### Exercise prompt
Read the lines below, and copy any that contain the string "sync".

Dataset entries:
________________________
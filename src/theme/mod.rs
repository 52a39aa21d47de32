//! Visual themes.
//!
//! A theme bundles the colors, spacing constants, and optional hand-drawn
//! parameters one render consumes. Bundles ship as JSON5 documents embedded
//! in the binary and load once into a process-wide store that is read-only
//! afterwards, so concurrent renders share it freely.

use std::collections::BTreeMap;
use std::fmt;
use std::sync::Arc;

use once_cell::sync::Lazy;
use serde::Deserialize;
use tracing::warn;

use crate::tree::NodeClass;

/// `#RRGGBB` color.
#[derive(Debug, Clone, Copy, PartialEq, Eq)]
pub struct Color {
    pub r: u8,
    pub g: u8,
    pub b: u8,
}

impl Color {
    pub const fn rgb(r: u8, g: u8, b: u8) -> Self {
        Self { r, g, b }
    }

    fn parse(s: &str) -> Option<Self> {
        let hex = s.strip_prefix('#')?;
        if hex.len() != 6 || !hex.is_ascii() {
            return None;
        }
        let r = u8::from_str_radix(&hex[0..2], 16).ok()?;
        let g = u8::from_str_radix(&hex[2..4], 16).ok()?;
        let b = u8::from_str_radix(&hex[4..6], 16).ok()?;
        Some(Self { r, g, b })
    }
}

impl fmt::Display for Color {
    fn fmt(&self, f: &mut fmt::Formatter<'_>) -> fmt::Result {
        write!(f, "#{:02x}{:02x}{:02x}", self.r, self.g, self.b)
    }
}

impl<'de> Deserialize<'de> for Color {
    fn deserialize<D>(deserializer: D) -> Result<Self, D::Error>
    where
        D: serde::Deserializer<'de>,
    {
        let raw = String::deserialize(deserializer)?;
        Self::parse(&raw)
            .ok_or_else(|| serde::de::Error::custom(format!("invalid color '{raw}', expected #rrggbb")))
    }
}

/// Fill, stroke, and text colors for one node class.
#[derive(Debug, Clone, Copy, PartialEq, Eq, Deserialize)]
pub struct NodeStyle {
    pub fill: Color,
    pub stroke: Color,
    pub text: Color,
}

/// Styles keyed by node class.
#[derive(Debug, Clone, Copy, PartialEq, Eq, Deserialize)]
#[serde(rename_all = "camelCase")]
pub struct NodeStyles {
    pub root: NodeStyle,
    pub branch: NodeStyle,
    pub sub_branch: NodeStyle,
    pub leaf: NodeStyle,
}

#[derive(Debug, Clone, Copy, PartialEq, Eq, Deserialize)]
#[serde(rename_all = "camelCase")]
pub struct Colors {
    pub background: Color,
    pub connector: Color,
}

/// Spacing and sizing constants consumed by the shaper, layout engine, and
/// renderer. All lengths are layout units; `scale` maps them to pixels.
#[derive(Debug, Clone, Copy, PartialEq, Deserialize)]
#[serde(rename_all = "camelCase")]
pub struct LayoutMetrics {
    pub min_node_width: f32,
    pub max_node_width: f32,
    pub min_node_height: f32,
    pub level_spacing: f32,
    pub node_spacing: f32,
    pub corner_radius: f32,
    pub font_size: f32,
    pub scale: f32,
    pub line_height: f32,
    pub text_padding: f32,
}

/// Repeating fill pattern used instead of solid color in sketch mode.
#[derive(Debug, Clone, Copy, PartialEq, Eq, Deserialize)]
#[serde(rename_all = "lowercase")]
pub enum FillPattern {
    Dots,
    Crosshatch,
}

/// Hand-drawn rendering parameters. Presence of this block switches a theme
/// into sketch style.
#[derive(Debug, Clone, Copy, PartialEq, Deserialize)]
#[serde(rename_all = "camelCase")]
pub struct SketchParams {
    /// Positional jitter amplitude, layout units.
    pub jitter: f32,
    /// How many times each stroke is redrawn.
    pub repeats: u32,
    /// Midpoint displacement for wavy segments, layout units.
    pub waviness: f32,
    #[serde(default)]
    pub fill_pattern: Option<FillPattern>,
    #[serde(default)]
    pub seed: u64,
}

/// A named visual configuration.
#[derive(Debug, Clone, PartialEq, Deserialize)]
#[serde(rename_all = "camelCase")]
pub struct Theme {
    pub name: String,
    pub colors: Colors,
    pub node_styles: NodeStyles,
    pub layout: LayoutMetrics,
    #[serde(default)]
    pub sketch: Option<SketchParams>,
}

impl Theme {
    /// Style for a node class (per-node overrides are applied by the
    /// renderer, not here).
    pub const fn style_for(&self, class: NodeClass) -> &NodeStyle {
        match class {
            NodeClass::Root => &self.node_styles.root,
            NodeClass::BranchWithGrandchildren => &self.node_styles.branch,
            NodeClass::BranchLeafParent => &self.node_styles.sub_branch,
            NodeClass::Leaf => &self.node_styles.leaf,
        }
    }

    /// Hard-coded fallback installed when no embedded bundle loads.
    fn fallback_default() -> Self {
        Self {
            name: "Default".to_string(),
            colors: Colors {
                background: Color::rgb(0xff, 0xff, 0xff),
                connector: Color::rgb(0x0d, 0x0b, 0x22),
            },
            node_styles: NodeStyles {
                root: NodeStyle {
                    fill: Color::rgb(0x0d, 0x0b, 0x22),
                    stroke: Color::rgb(0x0d, 0x0b, 0x22),
                    text: Color::rgb(0xff, 0xff, 0xff),
                },
                branch: NodeStyle {
                    fill: Color::rgb(0xf5, 0xf7, 0xfa),
                    stroke: Color::rgb(0xf5, 0xf7, 0xfa),
                    text: Color::rgb(0x00, 0x00, 0x00),
                },
                sub_branch: NodeStyle {
                    fill: Color::rgb(0xf5, 0xf7, 0xfa),
                    stroke: Color::rgb(0xf5, 0xf7, 0xfa),
                    text: Color::rgb(0x00, 0x00, 0x00),
                },
                leaf: NodeStyle {
                    fill: Color::rgb(0xff, 0xff, 0xff),
                    stroke: Color::rgb(0xff, 0xff, 0xff),
                    text: Color::rgb(0x00, 0x00, 0x00),
                },
            },
            layout: LayoutMetrics {
                min_node_width: 100.0,
                max_node_width: 240.0,
                min_node_height: 36.0,
                level_spacing: 150.0,
                node_spacing: 30.0,
                corner_radius: 8.0,
                font_size: 15.0,
                scale: 3.0,
                line_height: 20.0,
                text_padding: 15.0,
            },
            sketch: None,
        }
    }

    fn validate(&self) -> Result<(), String> {
        let l = &self.layout;
        let positives = [
            ("minNodeWidth", l.min_node_width),
            ("maxNodeWidth", l.max_node_width),
            ("minNodeHeight", l.min_node_height),
            ("fontSize", l.font_size),
            ("scale", l.scale),
            ("lineHeight", l.line_height),
        ];
        for (field, value) in positives {
            if !(value > 0.0) {
                return Err(format!("{field} must be positive, got {value}"));
            }
        }
        let non_negatives = [
            ("levelSpacing", l.level_spacing),
            ("nodeSpacing", l.node_spacing),
            ("cornerRadius", l.corner_radius),
            ("textPadding", l.text_padding),
        ];
        for (field, value) in non_negatives {
            if !(value >= 0.0) {
                return Err(format!("{field} must be non-negative, got {value}"));
            }
        }
        if l.min_node_width > l.max_node_width {
            return Err("minNodeWidth exceeds maxNodeWidth".to_string());
        }
        Ok(())
    }
}

/// Embedded theme bundles, keyed by id.
const BUNDLES: &[(&str, &str)] = &[
    ("business", include_str!("themes/business.json5")),
    ("dark", include_str!("themes/dark.json5")),
    ("default", include_str!("themes/default.json5")),
    ("forest", include_str!("themes/forest.json5")),
    ("sketch", include_str!("themes/sketch.json5")),
];

/// Read-only collection of named themes.
#[derive(Debug)]
pub struct ThemeStore {
    themes: BTreeMap<String, Arc<Theme>>,
}

impl ThemeStore {
    fn load_embedded() -> Self {
        let mut themes = BTreeMap::new();
        for (id, source) in BUNDLES {
            match json5::from_str::<Theme>(source) {
                Ok(theme) => match theme.validate() {
                    Ok(()) => {
                        themes.insert((*id).to_string(), Arc::new(theme));
                    }
                    Err(reason) => {
                        warn!(theme = *id, %reason, "skipping invalid theme bundle");
                    }
                },
                Err(err) => {
                    warn!(theme = *id, error = %err, "skipping unparseable theme bundle");
                }
            }
        }
        if themes.is_empty() {
            warn!("no embedded theme bundle loaded; installing hard-coded default");
            themes.insert("default".to_string(), Arc::new(Theme::fallback_default()));
        }
        Self { themes }
    }

    /// Sorted theme ids.
    pub fn ids(&self) -> Vec<&str> {
        self.themes.keys().map(String::as_str).collect()
    }

    /// Look up a theme, falling back to `default` on a miss.
    ///
    /// Returns `None` only when the id is unknown and no default theme is
    /// registered.
    pub fn get(&self, id: &str) -> Option<Arc<Theme>> {
        self.themes
            .get(id)
            .or_else(|| self.themes.get("default"))
            .cloned()
    }
}

/// The process-wide store, populated on first use.
pub fn store() -> &'static ThemeStore {
    static STORE: Lazy<ThemeStore> = Lazy::new(ThemeStore::load_embedded);
    &STORE
}

#[cfg(test)]
mod tests {
    use super::*;

    #[test]
    fn test_every_embedded_bundle_parses_and_validates() {
        for (id, source) in BUNDLES {
            let theme: Theme = json5::from_str(source)
                .unwrap_or_else(|e| panic!("theme '{id}' failed to parse: {e}"));
            theme
                .validate()
                .unwrap_or_else(|e| panic!("theme '{id}' failed validation: {e}"));
        }
    }

    #[test]
    fn test_store_ids_are_sorted() {
        let ids = store().ids();
        let mut sorted = ids.clone();
        sorted.sort_unstable();
        assert_eq!(ids, sorted);
        assert!(ids.contains(&"default"));
    }

    #[test]
    fn test_unknown_id_falls_back_to_default() {
        let theme = store().get("no-such-theme").expect("default registered");
        assert_eq!(theme.name, store().get("default").unwrap().name);
    }

    #[test]
    fn test_sketch_theme_carries_hand_drawn_parameters() {
        let theme = store().get("sketch").unwrap();
        let sketch = theme.sketch.expect("sketch block");
        assert!(sketch.repeats >= 1);
        assert!(sketch.jitter > 0.0);
    }

    #[test]
    fn test_color_parses_hex() {
        assert_eq!(Color::parse("#0d0b22"), Some(Color::rgb(0x0d, 0x0b, 0x22)));
        assert_eq!(Color::parse("0d0b22"), None);
        assert_eq!(Color::parse("#0d0b2"), None);
        assert_eq!(Color::rgb(13, 11, 34).to_string(), "#0d0b22");
    }

    #[test]
    fn test_validation_rejects_inverted_width_bounds() {
        let mut theme = Theme::fallback_default();
        theme.layout.min_node_width = 500.0;
        assert!(theme.validate().is_err());
    }
}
________________________
### Task result
use std::sync::Arc;
use once_cell::sync::Lazy;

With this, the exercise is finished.